Clonal diseases of large granular lymphocytes (LGL) are characterized by lymphocytosis and T cell-mediated cytopenias of the myeloid compartment. Several syndromes of T cell-mediated bone marrow failure have similar pathology including aplastic anemia (AA), paroxysmal nocturnal hemaglobinuria (PNH), and a subset of patients with Myelodysplastic Syndrome (MDS). All of these syndromes are characterized by clinical improvement with immunosuppressive therapy (IST) such as low-dose methotrexate (MTX), low- dose cyclophosphamide (CY) or cyclosporine A (CyA) and, in the case of aplastic anemia and MDS, T cell depletion with anti-thymocyte globulin (ATG). The broad long-term goal of this proposal is to improve the diagnosis and treatment of patients with LGL leukemia and these other bone marrow failure diseases. In patients with these T-cell mediated bone marrow failure syndromes, it is not clear whether the T lymphocytes become activated locally in the bone marrow against specific bone marrow antigens, or within the peripheral lymphoid system and then home to the bone marrow. The prevailing idea during the last funding period was that an antigen, presumably a common antigen on myeloid progenitors was responsible for suppression of myelopoiesis. This was thought to be due to the direct interaction between this "putative myeloid-specific antigen" and the expanded antigen-specific T cell clone. In the Progress Report, our data strongly suggests that a multi-step model of autoimmunity for this disease process based on work during the last funding period. We show in preliminary results that the lymph node homing receptor L-selectin (CD62L) is dramatically lost from CD8+ T cells in LGL leukemia patients (manuscript published in Blood 2009). The main hypothesis to be addressed in this proposal is that altered bone marrow homing is critical for LGL leukemia pathogenesis. We hypothesize that acute activation in the primary lymphoid system leads to cleavage and shedding of CD62L by the Tumor Necrosis Factor-? Converting Enzyme (TACE), which also known as ADAM-17. This matrix metalloproteinase (MMP) cleaves not only CD62L to control the egress of T cells from the lymph node but it is also necessary for the activity of several inflammatory cytokines with known importance in LGL leukemia and other autoimmune diseases.
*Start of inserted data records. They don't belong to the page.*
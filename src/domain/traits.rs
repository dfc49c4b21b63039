//! # Domain Traits
//!
//! Abstract interfaces for the bot's two external collaborators: the chat
//! room it replies into and the lunch backend it relays commands to.

use anyhow::Result;
use async_trait::async_trait;

use crate::domain::error::BackendError;
use crate::domain::types::{BackendMessage, Location};

/// Abstract interface for a Chat Provider (e.g., Matrix, Console)
#[async_trait]
pub trait ChatProvider: Send + Sync {
    /// Send a markdown message to the room, returning its event ID.
    async fn send_message(&self, content: &str) -> Result<String>;

    /// Send a notice (not tracked).
    async fn send_notification(&self, content: &str) -> Result<()>;

    /// Send a typing indicator
    async fn typing(&self, active: bool) -> Result<()>;

    /// Human-readable name for a room member.
    async fn display_name(&self, user_id: &str) -> Result<String>;

    /// Get the current room ID
    fn room_id(&self) -> String;
}

/// The lunch-tracking REST backend.
#[async_trait]
pub trait LunchBackend: Send + Sync {
    /// Every known location with its visit statistics.
    async fn plan(&self) -> Result<Vec<Location>, BackendError>;

    /// Ask the backend to pick an unvisited location.
    async fn random(&self) -> Result<BackendMessage, BackendError>;

    /// Record a visit to `name` today.
    async fn add_visit(&self, name: &str) -> Result<BackendMessage, BackendError>;

    /// Add a new location on behalf of `author`.
    async fn quick_add(&self, name: &str, author: &str) -> Result<BackendMessage, BackendError>;
}
//! # Strings Module
//!
//! Centralizes user-facing strings, help text and log lines.

pub mod help;
pub mod logs;
pub mod messages;
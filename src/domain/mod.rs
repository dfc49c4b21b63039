//! # Domain Layer
//!
//! Core definitions, types, and traits that define the business domain of the application.
//! Independent of specific frameworks (mostly), serving as the contract for other layers.

pub mod command;
pub mod config;
pub mod error;
pub mod traits;
pub mod types;
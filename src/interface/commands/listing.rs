//! # Listing Commands
//!
//! Handles `lunch plan`, `!locations`, `!history` and `!plan`.
//! The header goes out as one message, the bulleted body through the chunker.

use anyhow::Result;
use std::num::NonZeroUsize;

use crate::application::{chunker, listing};
use crate::domain::command::ListingView;
use crate::domain::traits::{ChatProvider, LunchBackend};
use crate::strings::messages;

async fn set_typing(chat: &impl ChatProvider, active: bool) {
    if let Err(e) = chat.typing(active).await {
        tracing::warn!("Typing notice failed in {}: {}", chat.room_id(), e);
    }
}

pub async fn handle_listing(
    backend: &dyn LunchBackend,
    chat: &impl ChatProvider,
    view: ListingView,
    limit: NonZeroUsize,
) -> Result<()> {
    set_typing(chat, true).await;
    let locations = backend.plan().await;
    set_typing(chat, false).await;

    let locations = match locations {
        Ok(locations) => locations,
        Err(e) => return super::report_backend_error(chat, &e).await,
    };

    let Some(listing) = listing::render(view, &locations) else {
        chat.send_message(messages::NO_LOCATIONS).await?;
        return Ok(());
    };

    tracing::info!("Listing {:?}: {} of {} locations", view, listing.count, locations.len());

    chat.send_message(&listing.header).await?;
    chunker::send_to_chat(chat, &listing.body, limit).await?;
    Ok(())
}
//! # Messages
//!
//! Contains constant strings and format functions for user-facing messages.

pub const PONG: &str = "Pong! :ping_pong:";
pub const NO_LOCATIONS: &str = "There are no locations in **The Grand Lunch Plan**.";
pub const EMPTY_BACKEND_RESPONSE: &str = "Response was empty from the lunch backend. Look into this.";
pub const UNKNOWN_LAST_VISIT: &str = "unknown";

pub fn who() -> String {
    format!("YapBot v{} (powered by Rust/matrix-sdk)", env!("CARGO_PKG_VERSION"))
}

pub fn all_locations_header(count: usize) -> String {
    format!("Here's all {count} locations!")
}

pub fn history_header(count: usize) -> String {
    format!("Here's all {count} latest visits!")
}

pub fn plan_header(count: usize) -> String {
    format!("Here's all {count} locations you need to visit!")
}

pub fn visited_entry(name: &str, last_visit: &str, visits: u64) -> String {
    format!("• **{name}** - Last Visit: {last_visit} ({visits} total)\n")
}

pub fn unvisited_entry(name: &str, marked: bool) -> String {
    if marked {
        format!("• **{name}** - NO VISITS\n")
    } else {
        format!("• **{name}**\n")
    }
}

pub fn location_added(reply: &str, author: &str) -> String {
    format!("{reply} It was added by **{author}**.")
}

pub fn backend_error(err: &str) -> String {
    format!("⚠️ Could not reach the lunch backend: {err}")
}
In Specific Aim 1, we will confirm our hypothesis that loss of CD62L expression is mediated primarily by ectodomain shedding by the ADAM-17 matrix metalloproteinase. Because CD62L is a lymphoid homing receptor, we hypothesize that loss of this receptor then allows these activated T cells to exit the lymph node but loss of CD62L alone is not expected to trigger migration and colonization in the bone marrow where these cells suppress hematopoiesis. The focus of Specific Aim 2 is to determine the mechanism of bone marrow homing by T cells in LGL leukemia using an in vitro system. Homing and migration are complex events that are optimally monitored in vivo and there is no mouse model of LGL leukemia or bone marrow failure disease currently available. Moreover, the regulation of homing to the bone marrow even under normal conditions is incompletely understood. Since the antigen that activates T cells in LGL leukemia is unknown, we will use a well defined transgenic mouse model to study important aspects of bone marrow homing and hemosuppression by antigen-specific T cells. This will allow us to test the importance of CD62L, VLA-4, and ADAM-17 in vivo. Additionally, the efficacy of pharmacological inhibitors to block homing to the bone marrow will be tested to provide critical pre-clinical data for application to clinical studies in patients in the future.
Large granular lymphocyte (LGL) leukemia occurs primarily in older individuals and is associated with poor blood formation. Blood counts have been shown to recover in some patients after treatment with therapies that block an over active immune response. Despite the fact that patients may benefit from this form of treatment, a basic understanding of the abnormalities in the immune system is needed to understand why this form of treatment works in some patients and not others so that new and more effective therapies can be discovered. In our study, we show several important findings that possibly explain the problem in the immune system of some patients with LGL leukemia based on work from the last funding period. Our results show for the first time a model for this disease that is similar to other autoimmune diseases and lays out the foundation for a better understanding of immune defects that may lead to new therapies. We will expand on our early findings and perform experiments in the laboratory to uncover new target drug therapies based on blocking activated T cells from entering the bone marrow where they block blood formation. These studies will greatly impact the care of veterans with LGL leukemia and may also impact millions of patients with autoimmune diseases.